▸ **Available records**
■ ■ ■ ■ ■ ■ ■
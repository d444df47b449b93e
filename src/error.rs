use thiserror::Error;

#[derive(Error, Debug)]
pub enum CodyError {
    #[error("Config error: {0}")]
    Config(String),
    #[error("I/O error: {0}")]
    Io(#[from] std::io::Error),
    #[error("CSV error: {0}")]
    Csv(String),
    #[error("Row {row} has {found} cells, expected {expected}")]
    RowArity { row: usize, expected: usize, found: usize },
    #[error("Capacity exceeded: {0}")]
    Capacity(String),
}

pub type Result<T> = std::result::Result<T, CodyError>;

// Helper conversions
impl From<csv::Error> for CodyError {
    fn from(e: csv::Error) -> Self {
        let message = e.to_string();
        match e.into_kind() {
            csv::ErrorKind::Io(io) => Self::Io(io),
            _ => Self::Csv(message),
        }
    }
}
impl From<config::ConfigError> for CodyError {
    fn from(e: config::ConfigError) -> Self { Self::Config(e.to_string()) }
}
impl From<rayon::ThreadPoolBuildError> for CodyError {
    fn from(e: rayon::ThreadPoolBuildError) -> Self { Self::Config(e.to_string()) }
}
■ ■ ■ ■ ■ ■ ■
▸ **Assigned task**
Look above for the line with "let message = e.to_string();" and the line with "impl From<rayon::ThreadPoolBuildError> for"; transcribe both and all lines in between, exactly, and nothing else.

▸ **Output for this exercise**
        let message = e.to_string();
        match e.into_kind() {
            csv::ErrorKind::Io(io) => Self::Io(io),
            _ => Self::Csv(message),
        }
    }
}
impl From<config::ConfigError> for CodyError {
    fn from(e: config::ConfigError) -> Self { Self::Config(e.to_string()) }
}
impl From<rayon::ThreadPoolBuildError> for CodyError {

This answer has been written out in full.